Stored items

┄┄┄┄┄┄

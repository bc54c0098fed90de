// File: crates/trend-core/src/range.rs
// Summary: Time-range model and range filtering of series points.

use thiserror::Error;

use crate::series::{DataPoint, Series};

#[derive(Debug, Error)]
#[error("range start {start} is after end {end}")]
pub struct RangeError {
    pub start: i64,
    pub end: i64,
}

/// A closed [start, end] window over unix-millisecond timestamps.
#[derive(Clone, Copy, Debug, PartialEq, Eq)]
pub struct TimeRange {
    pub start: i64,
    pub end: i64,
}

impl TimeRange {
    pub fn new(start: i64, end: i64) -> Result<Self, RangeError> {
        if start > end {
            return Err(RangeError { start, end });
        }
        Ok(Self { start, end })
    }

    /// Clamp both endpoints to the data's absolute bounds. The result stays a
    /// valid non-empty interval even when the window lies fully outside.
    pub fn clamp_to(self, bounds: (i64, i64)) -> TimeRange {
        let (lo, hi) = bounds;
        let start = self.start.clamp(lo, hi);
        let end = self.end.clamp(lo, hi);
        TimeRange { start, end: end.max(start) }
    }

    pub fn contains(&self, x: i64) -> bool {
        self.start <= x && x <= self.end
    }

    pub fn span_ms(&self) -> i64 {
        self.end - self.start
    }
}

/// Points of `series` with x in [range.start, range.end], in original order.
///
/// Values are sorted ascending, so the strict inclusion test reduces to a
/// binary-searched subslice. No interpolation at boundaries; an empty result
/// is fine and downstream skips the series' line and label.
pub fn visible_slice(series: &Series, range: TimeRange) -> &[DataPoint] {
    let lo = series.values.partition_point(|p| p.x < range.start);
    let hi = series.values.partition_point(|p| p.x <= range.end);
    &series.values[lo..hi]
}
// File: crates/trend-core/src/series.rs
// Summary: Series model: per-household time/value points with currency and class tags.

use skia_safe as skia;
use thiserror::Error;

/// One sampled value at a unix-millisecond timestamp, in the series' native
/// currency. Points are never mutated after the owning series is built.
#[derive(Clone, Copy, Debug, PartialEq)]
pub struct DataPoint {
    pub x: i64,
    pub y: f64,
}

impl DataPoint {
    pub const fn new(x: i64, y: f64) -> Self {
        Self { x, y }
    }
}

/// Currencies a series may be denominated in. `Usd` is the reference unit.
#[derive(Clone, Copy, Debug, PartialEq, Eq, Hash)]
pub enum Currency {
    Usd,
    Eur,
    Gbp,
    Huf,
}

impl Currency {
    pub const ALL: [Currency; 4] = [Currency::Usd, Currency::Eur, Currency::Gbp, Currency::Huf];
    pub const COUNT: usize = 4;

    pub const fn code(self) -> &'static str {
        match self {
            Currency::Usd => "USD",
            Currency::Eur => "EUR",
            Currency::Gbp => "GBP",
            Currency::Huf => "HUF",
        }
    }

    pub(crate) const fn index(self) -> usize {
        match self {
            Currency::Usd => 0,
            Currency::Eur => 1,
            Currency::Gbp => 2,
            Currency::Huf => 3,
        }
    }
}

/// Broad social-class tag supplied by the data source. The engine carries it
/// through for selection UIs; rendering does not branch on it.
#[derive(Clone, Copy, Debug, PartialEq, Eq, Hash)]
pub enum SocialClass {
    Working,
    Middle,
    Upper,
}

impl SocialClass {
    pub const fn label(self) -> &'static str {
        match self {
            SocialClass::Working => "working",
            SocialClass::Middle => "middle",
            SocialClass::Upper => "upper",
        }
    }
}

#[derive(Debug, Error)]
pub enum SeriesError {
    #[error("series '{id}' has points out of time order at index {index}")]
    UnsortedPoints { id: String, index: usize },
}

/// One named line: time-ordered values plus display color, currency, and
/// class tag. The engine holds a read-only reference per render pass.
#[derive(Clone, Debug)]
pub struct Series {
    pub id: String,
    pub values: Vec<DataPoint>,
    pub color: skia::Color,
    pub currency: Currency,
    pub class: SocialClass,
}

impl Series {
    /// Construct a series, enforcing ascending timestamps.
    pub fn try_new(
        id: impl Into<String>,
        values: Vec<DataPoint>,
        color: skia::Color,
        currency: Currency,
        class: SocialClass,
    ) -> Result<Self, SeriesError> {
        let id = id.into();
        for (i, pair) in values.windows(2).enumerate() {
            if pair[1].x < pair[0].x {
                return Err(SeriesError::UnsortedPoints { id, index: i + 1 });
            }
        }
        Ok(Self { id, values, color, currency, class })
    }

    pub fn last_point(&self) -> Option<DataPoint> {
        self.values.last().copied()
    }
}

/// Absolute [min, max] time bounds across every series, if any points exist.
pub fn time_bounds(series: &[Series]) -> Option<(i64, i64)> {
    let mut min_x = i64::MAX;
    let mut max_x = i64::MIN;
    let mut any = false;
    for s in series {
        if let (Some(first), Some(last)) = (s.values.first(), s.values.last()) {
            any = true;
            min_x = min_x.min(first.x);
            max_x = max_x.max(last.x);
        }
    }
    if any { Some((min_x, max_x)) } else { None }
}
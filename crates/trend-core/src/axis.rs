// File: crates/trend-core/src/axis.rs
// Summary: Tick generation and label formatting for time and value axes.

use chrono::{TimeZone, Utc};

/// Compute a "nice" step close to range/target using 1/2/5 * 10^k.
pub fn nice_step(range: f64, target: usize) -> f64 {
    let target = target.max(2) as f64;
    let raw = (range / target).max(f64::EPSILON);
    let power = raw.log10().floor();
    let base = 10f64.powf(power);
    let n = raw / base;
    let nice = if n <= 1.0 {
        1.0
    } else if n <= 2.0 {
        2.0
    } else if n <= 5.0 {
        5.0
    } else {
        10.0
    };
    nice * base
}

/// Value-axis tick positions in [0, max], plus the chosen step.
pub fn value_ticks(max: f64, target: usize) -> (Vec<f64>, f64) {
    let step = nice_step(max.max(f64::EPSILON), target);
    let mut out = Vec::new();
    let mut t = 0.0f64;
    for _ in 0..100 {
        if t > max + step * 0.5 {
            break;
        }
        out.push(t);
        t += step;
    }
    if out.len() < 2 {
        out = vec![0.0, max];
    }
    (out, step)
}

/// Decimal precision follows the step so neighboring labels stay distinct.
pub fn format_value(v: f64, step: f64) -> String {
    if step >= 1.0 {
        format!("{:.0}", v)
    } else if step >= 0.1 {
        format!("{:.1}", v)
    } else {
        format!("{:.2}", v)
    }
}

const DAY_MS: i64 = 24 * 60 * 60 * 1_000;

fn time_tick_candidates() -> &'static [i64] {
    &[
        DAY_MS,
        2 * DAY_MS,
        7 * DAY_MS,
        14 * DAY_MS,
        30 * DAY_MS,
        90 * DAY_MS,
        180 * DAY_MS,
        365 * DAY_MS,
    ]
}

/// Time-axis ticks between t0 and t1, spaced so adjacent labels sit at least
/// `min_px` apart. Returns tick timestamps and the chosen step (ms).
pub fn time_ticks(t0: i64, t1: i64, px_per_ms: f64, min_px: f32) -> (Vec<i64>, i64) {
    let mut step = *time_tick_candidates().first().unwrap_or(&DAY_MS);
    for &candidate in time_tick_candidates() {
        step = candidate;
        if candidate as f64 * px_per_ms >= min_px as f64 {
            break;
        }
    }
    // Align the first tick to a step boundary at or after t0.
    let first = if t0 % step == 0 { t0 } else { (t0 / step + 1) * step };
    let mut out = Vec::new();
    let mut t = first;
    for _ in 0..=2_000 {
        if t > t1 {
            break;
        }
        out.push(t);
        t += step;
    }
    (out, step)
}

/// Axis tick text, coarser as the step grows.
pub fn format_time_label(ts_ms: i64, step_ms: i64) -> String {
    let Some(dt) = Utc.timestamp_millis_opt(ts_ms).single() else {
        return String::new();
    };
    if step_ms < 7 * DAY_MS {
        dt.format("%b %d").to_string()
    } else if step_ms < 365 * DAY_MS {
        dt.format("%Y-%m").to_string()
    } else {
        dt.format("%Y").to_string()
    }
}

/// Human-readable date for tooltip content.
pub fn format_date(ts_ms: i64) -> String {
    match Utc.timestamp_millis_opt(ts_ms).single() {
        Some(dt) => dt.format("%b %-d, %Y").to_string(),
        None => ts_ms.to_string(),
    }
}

┄┄┄┄┄┄

▸ **Work to be completed**: Among the lines above, find those with the string "ascending" and copy them.

▸ **Answer to this task**:
/// Values are sorted ascending, so the strict inclusion test reduces to a
    /// Construct a series, enforcing ascending timestamps.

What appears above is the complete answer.